What should we do with AF in the blanking period?

What should we do with AF in the blanking period?

Early AF recurrences can still cause symptoms which should not be ignored

When is the blanking period?

The blanking period is the initial phase after an AF ablation procedure. During this time window, arrhythmias like AF may recur, but they can have different implications on the long-term outcome than recurrences that happen after the blanking period. 

Why are these AF recurrences different?

This is because early recurrences may be a result of temporary inflammation of the heart or imbalances in the neurohormones due to the ablation itself. The blanking period has been generally accepted as the first three months after ablation, but recent studies have shown that episodes that occur in that third month are unlikely to resolve on their own, and recent 2024 guidelines have suggested the blanking period be trimmed to two months, with arrhythmias in the third month considered to be unrelated to the procedure.

However, early recurrence of atrial tachyarrhythmia (ERAT) is common. If we use implantable, continuous heart rhythm monitors during this period, we see early recurrences in more than 60% of patients.  

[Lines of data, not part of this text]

use nix::sys::wait::{waitpid, WaitStatus};
use nix::unistd::{Pid, Uid};
use std::path::PathBuf;
use std::sync::Mutex;
use vessel::config::Config;
use vessel::error::ErrorKind;
use vessel::task::{Task, TaskEnv};
use vessel::util::set_child_subreaper;

/* One launch at a time: the intermediate forks from a threaded test
 * process, keep the other test threads parked while it runs. */
static START_MUTEX: Mutex<()> = Mutex::new(());

/* Launch scenarios need root: stdio reopening chowns files and the
 * capability clamp manipulates the bounding set. Everything that can be
 * verified unprivileged lives in the other test files. */
fn skip_without_root() -> bool {
    if !Uid::effective().is_root() {
        eprintln!("skipping: this test needs root");
        return true;
    }
    false
}

fn minimal_env(command: &str) -> TaskEnv {
    let mut env = TaskEnv {
        command: command.to_string(),
        root: PathBuf::from("/"),
        cwd: PathBuf::from("/"),
        user: "root".to_string(),
        stdin_path: PathBuf::from("/dev/null"),
        stdout_path: PathBuf::from("/dev/null"),
        stderr_path: PathBuf::from("/dev/null"),
        ..TaskEnv::default()
    };
    /* Keep the host's network view: no CLONE_NEWNET, no device pass. */
    env.net_cfg.new_net_ns = false;
    env
}

#[test]
fn test_minimal_root_shared_launch() {
    let _guard = START_MUTEX.lock().expect("lock");
    if skip_without_root() {
        return;
    }

    vessel::caps::init_last_cap().expect("cap_last_cap");
    set_child_subreaper().expect("subreaper");

    let mut env = minimal_env("/bin/true");
    env.prepare().expect("prepare");

    let mut task = Task::new(env);
    task.start(&Config::default()).expect("start");

    let pid = task.get_pid();
    assert!(pid > 0);
    assert!(task.is_running());

    /* The init reparented to us via the subreaper arrangement, so we
     * can reap it like the daemon's master would. */
    match waitpid(Pid::from_raw(pid), None).expect("waitpid") {
        WaitStatus::Exited(_, code) => {
            task.exit(code);
            assert_eq!(code, 0);
        }
        other => panic!("unexpected wait status: {:?}", other),
    }
    assert!(!task.is_running());
}

#[test]
fn test_exec_failure_reaches_supervisor() {
    let _guard = START_MUTEX.lock().expect("lock");
    if skip_without_root() {
        return;
    }

    vessel::caps::init_last_cap().expect("cap_last_cap");
    set_child_subreaper().expect("subreaper");

    let mut env = minimal_env("/no/such/binary-42");
    env.prepare().expect("prepare");

    let mut task = Task::new(env);
    let error = task.start(&Config::default()).expect_err("exec must fail");

    /* The init's execvpe error travels the status pipe verbatim and the
     * half constructed container is gone. */
    assert_eq!(error.kind, ErrorKind::InvalidValue);
    assert_eq!(error.errno, libc::ENOENT);
    assert_eq!(task.get_pid(), 0);
    assert!(!task.is_running());
}

#[test]
fn test_environ_reaches_command() {
    let _guard = START_MUTEX.lock().expect("lock");
    if skip_without_root() {
        return;
    }

    vessel::caps::init_last_cap().expect("cap_last_cap");
    set_child_subreaper().expect("subreaper");

    let out = tempfile::NamedTempFile::new().expect("tempfile");
    let out_path = out.path().to_path_buf();

    let mut env = minimal_env("/bin/sh -c 'echo $VESSEL_PROBE'");
    env.environ = vec![
        "PATH=/bin:/usr/bin".to_string(),
        "VESSEL_PROBE=it-works".to_string(),
    ];
    env.stdout_path = out_path.clone();
    env.prepare().expect("prepare");

    let mut task = Task::new(env);
    task.start(&Config::default()).expect("start");

    let pid = task.get_pid();
    waitpid(Pid::from_raw(pid), None).expect("waitpid");

    let output = std::fs::read_to_string(&out_path).expect("read output");
    assert!(output.contains("it-works"));
}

Early recurrences can still cause problems

Many of these episodes may fizzle out’ and so don’t need any action. However, a small proportion of them will cause troubling symptoms. They can also lead to anxiety and disappointment of the patient who may feel their treatment has failed. 

Although catheter ablation is not considered in this early period, this does not mean patients must wait and just tolerate symptoms from arrhythmias that occur in the blanking period. Anti-arrhythmic drugs or electrical cardioversion may be needed to suppress or terminate early recurrence episodes and get patients through.

Although early recurrences were seen in 61% of patients when using continuous monitoring during the blanking period, only 26% of patients reported symptoms alongisde their recurrence episodes, suggesting most early recurrences are asymptomatic. The figure shows two Kaplan-Meier curves. The lines start off at 100% and then drop as recurrences occur over time. In Chart 'A' the line drops to around 40%- reflecting the 61% recurrence rate. But in figure B, the line drops much less and more gradually, showing that only a small proportion of these episodes were symptomatic. Figure from here

Anti-arrhythmic drugs for blanking period AF

Anti-arrhythmic drugs can suppress these early recurrences and can reduce symptoms, too. The AMIO-CAT study randomised 212 patients to either amiodarone (a strong anti-arrhythmic drug) or placebo for 2 months after catheter ablation. Participants taking amiodarone were less likely to have arrhythmias during the blanking period (34% of patients in the amiodarone group, 53% of patients in the placebo group), were less likely to need electrical cardioversion and were less likely to require emergency hospitalisation.

Kaplan-Meier Curves taken from the AMIO-CAT study that show the rate of arrhythmia recurrence during the blanking period. The green line (patients taking amiodarone) is above the blue line- showing that more patients in this group remained free of early recurrences. Figure from here

However, the risk of recurrence after the blanking period was not significantly different. Therefore, in practice, anti-arrhythmic drugs are not always used after ablation in the absence of symptoms.

Another figure from the AMIO-CAT study to show that the long-term freedom from arrhythmia over 12 months was not significantly different. Figure from here

Anti-inflammatory drugs and early recurrence

As early recurrences may be a result of inflammation, specific anti-inflammatory drugs have been tested during this period. Steroids have an anti-inflammatory effect, and so it was hypothesised may treat the underlying cause for early recurrences directly. Again, a reduction in early recurrences was shown, especially in the number of very early recurrences in the first 72 hours, but this did not significantly alter the risk of longer-term outcomes, and so isn’t used widely. 

Cardioversion and early recurrence

AF recurrence can also be persistent (i.e. continuous AF) during the blanking period and occur with or without symptoms. We know that being in AF over time leads to changes in the electrical characteristics of the heart that stabilise and maintain it. Therefore, treating it early (within 30 days of onset) with medications or electrical cardioversion is often recommended and supported by guidelines.

Small studies of electrical cardioversion of persistent AF during this blanking period have been encouraging and suggest it may reduce the likelihood of AF after the blanking period. This may be by interrupting those electrical changes, making later AF onset less likely.

Stroke risk in the blanking period

Although treatment for symptoms during this period should be personalised, this does not apply to anticoagulation. Stroke risk is independent from symptoms and patients are at relatively higher risk in the period immediately after an AF ablation. We know the left atrium can be stunned for up to a few months after normal rhythm is reset and this risks blood clot formation and needs continuous anticoagulation throughout to mitigate this risk. After the blanking period, the decision about continuing blood thinners should be made jointly by the patient and their clinical team after discussing the risks and benefits of their individual situation.

Summary

The key message is that AF during the blanking period is common, and you may correctly be told that these episodes do not reflect procedural failure. However, it is important to report these recurrences to your healthcare team, especially if they are causing symptoms. There is no reason to just tolerate and bear it, as non-ablation treatments can still be given and can have a positive effect.